//! NTT engine integration tests: round-trips, negacyclic products against a
//! schoolbook reference, and parameter validation.

use fhe_engine::error::FheError;
use fhe_engine::modmath::{mod_add, mod_mul, mod_pow, mod_sub};
use fhe_engine::ntt::NttContext;
use fhe_engine::sampling::sample_uniform_shake128;

/// 60-bit NTT-friendly prime (q - 1 divisible by 2^18)
const Q_60BIT: u64 = 1152921504606584833;

/// O(N²) negacyclic reference: a · b mod (X^N + 1, q)
fn schoolbook_negacyclic(a: &[u64], b: &[u64], q: u64) -> Vec<u64> {
    let n = a.len();
    let mut res = vec![0u64; n];
    for i in 0..n {
        for j in 0..n {
            let prod = mod_mul(a[i], b[j], q);
            let idx = i + j;
            if idx < n {
                res[idx] = mod_add(res[idx], prod, q);
            } else {
                res[idx - n] = mod_sub(res[idx - n], prod, q);
            }
        }
    }
    res
}

#[test]
fn test_roundtrip_n8_q17() {
    // Smallest textbook setup: 17 ≡ 1 (mod 16)
    let ntt = NttContext::new(8, 17).unwrap();

    let original = vec![1u64, 2, 3, 4, 5, 6, 7, 8];
    let mut coeffs = original.clone();

    ntt.forward(&mut coeffs).unwrap();
    ntt.inverse(&mut coeffs).unwrap();

    assert_eq!(coeffs, original);
}

#[test]
fn test_roundtrip_n2_minimal_ring() {
    // N = 2 with q = 17 (17 ≡ 1 mod 4): the smallest ring the engine
    // accepts
    let ntt = NttContext::new(2, 17).unwrap();

    for a in 0..17u64 {
        for b in 0..17u64 {
            let mut coeffs = vec![a, b];
            ntt.forward(&mut coeffs).unwrap();
            ntt.inverse(&mut coeffs).unwrap();
            assert_eq!(coeffs, vec![a, b], "round-trip failed for [{}, {}]", a, b);
        }
    }
}

#[test]
fn test_multiply_one_plus_x_squared() {
    // (1 + X)² mod (X^4 + 1, 97) = 1 + 2X + X²
    let ntt = NttContext::new(4, 97).unwrap();

    let a = vec![1u64, 1, 0, 0];
    let c = ntt.multiply(&a, &a).unwrap();

    assert_eq!(c, vec![1, 2, 1, 0]);
}

#[test]
fn test_multiply_wraparound_x3_times_x() {
    // X³ · X = X⁴ ≡ -1 mod (X^4 + 1), so the result is [q-1, 0, 0, 0]
    let ntt = NttContext::new(4, 97).unwrap();

    let a = vec![0u64, 0, 0, 1];
    let b = vec![0u64, 1, 0, 0];
    let c = ntt.multiply(&a, &b).unwrap();

    assert_eq!(c, vec![96, 0, 0, 0]);
}

#[test]
fn test_roundtrip_random_60bit() {
    let ntt = NttContext::new(1024, Q_60BIT).unwrap();

    for seed_byte in 0..4u8 {
        let seed = [seed_byte; 32];
        let original = sample_uniform_shake128(&seed, 1024, Q_60BIT);
        let mut coeffs = original.clone();

        ntt.forward(&mut coeffs).unwrap();
        ntt.inverse(&mut coeffs).unwrap();

        assert_eq!(coeffs, original, "round-trip failed for seed {}", seed_byte);
    }
}

#[test]
fn test_roundtrip_boundary_coefficients() {
    // Coefficients pinned to the edges of [0, q) must survive exactly
    let ntt = NttContext::new(8, 17).unwrap();
    let original: Vec<u64> = (0..8).map(|i| if i % 2 == 0 { 0 } else { 16 }).collect();
    let mut coeffs = original.clone();

    ntt.forward(&mut coeffs).unwrap();
    ntt.inverse(&mut coeffs).unwrap();
    assert_eq!(coeffs, original);

    let ntt = NttContext::new(64, Q_60BIT).unwrap();
    let original: Vec<u64> = (0..64)
        .map(|i| if i % 2 == 0 { Q_60BIT - 1 } else { 0 })
        .collect();
    let mut coeffs = original.clone();

    ntt.forward(&mut coeffs).unwrap();
    ntt.inverse(&mut coeffs).unwrap();
    assert_eq!(coeffs, original);
}

#[test]
fn test_multiply_matches_schoolbook() {
    let n = 64;
    let ntt = NttContext::new(n, Q_60BIT).unwrap();

    for seed_byte in 0..4u8 {
        let a = sample_uniform_shake128(&[seed_byte; 32], n, Q_60BIT);
        let b = sample_uniform_shake128(&[seed_byte + 100; 32], n, Q_60BIT);

        let fast = ntt.multiply(&a, &b).unwrap();
        let reference = schoolbook_negacyclic(&a, &b, Q_60BIT);

        assert_eq!(fast, reference, "NTT multiply diverged for seed {}", seed_byte);
    }
}

#[test]
fn test_scalar_mul_distributes_over_add() {
    let n = 64;
    let ntt = NttContext::new(n, Q_60BIT).unwrap();

    let a = sample_uniform_shake128(&[11u8; 32], n, Q_60BIT);
    let b = sample_uniform_shake128(&[22u8; 32], n, Q_60BIT);
    let k = 987654321u64;

    let lhs = ntt.scalar_mul(&ntt.add(&a, &b).unwrap(), k).unwrap();
    let rhs = ntt
        .add(&ntt.scalar_mul(&a, k).unwrap(), &ntt.scalar_mul(&b, k).unwrap())
        .unwrap();

    assert_eq!(lhs, rhs);
}

#[test]
fn test_primitive_root_order() {
    for (n, q) in [(8usize, 17u64), (4, 97), (4, 7681), (1024, Q_60BIT)] {
        let ntt = NttContext::new(n, q).unwrap();
        let n64 = n as u64;

        assert_eq!(mod_pow(ntt.psi, 2 * n64, q), 1, "psi^(2N) != 1 for q={}", q);
        assert_eq!(mod_pow(ntt.psi, n64, q), q - 1, "psi^N != -1 for q={}", q);
    }
}

#[test]
fn test_construction_rejects_invalid_parameters() {
    // q = 16 at N = 4: not ≡ 1 (mod 8) and not prime
    assert!(matches!(
        NttContext::new(4, 16),
        Err(FheError::InvalidParameter(_))
    ));
    // q ≡ 1 (mod 2N) but composite
    assert!(matches!(
        NttContext::new(4, 33),
        Err(FheError::InvalidParameter(_))
    ));
    // prime but q ≢ 1 (mod 2N)
    assert!(matches!(
        NttContext::new(8, 23),
        Err(FheError::InvalidParameter(_))
    ));
    // N not a power of two
    assert!(matches!(
        NttContext::new(12, 97),
        Err(FheError::InvalidParameter(_))
    ));
}

#[test]
fn test_operations_reject_wrong_length() {
    let ntt = NttContext::new(8, 17).unwrap();
    let mut long = vec![0u64; 16];

    assert_eq!(
        ntt.forward(&mut long),
        Err(FheError::ShapeMismatch { expected: 8, got: 16 })
    );
    assert!(ntt.multiply(&long, &long).is_err());
    assert!(ntt.sub(&long, &long).is_err());
}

○ ○ ○ ○ ○

**Try it**. The lines you need are those with the word "long"; list them from the entries.

**Task answer**.
    let mut long = vec![0u64; 16];
        ntt.forward(&mut long),
    assert!(ntt.multiply(&long, &long).is_err());
    assert!(ntt.sub(&long, &long).is_err());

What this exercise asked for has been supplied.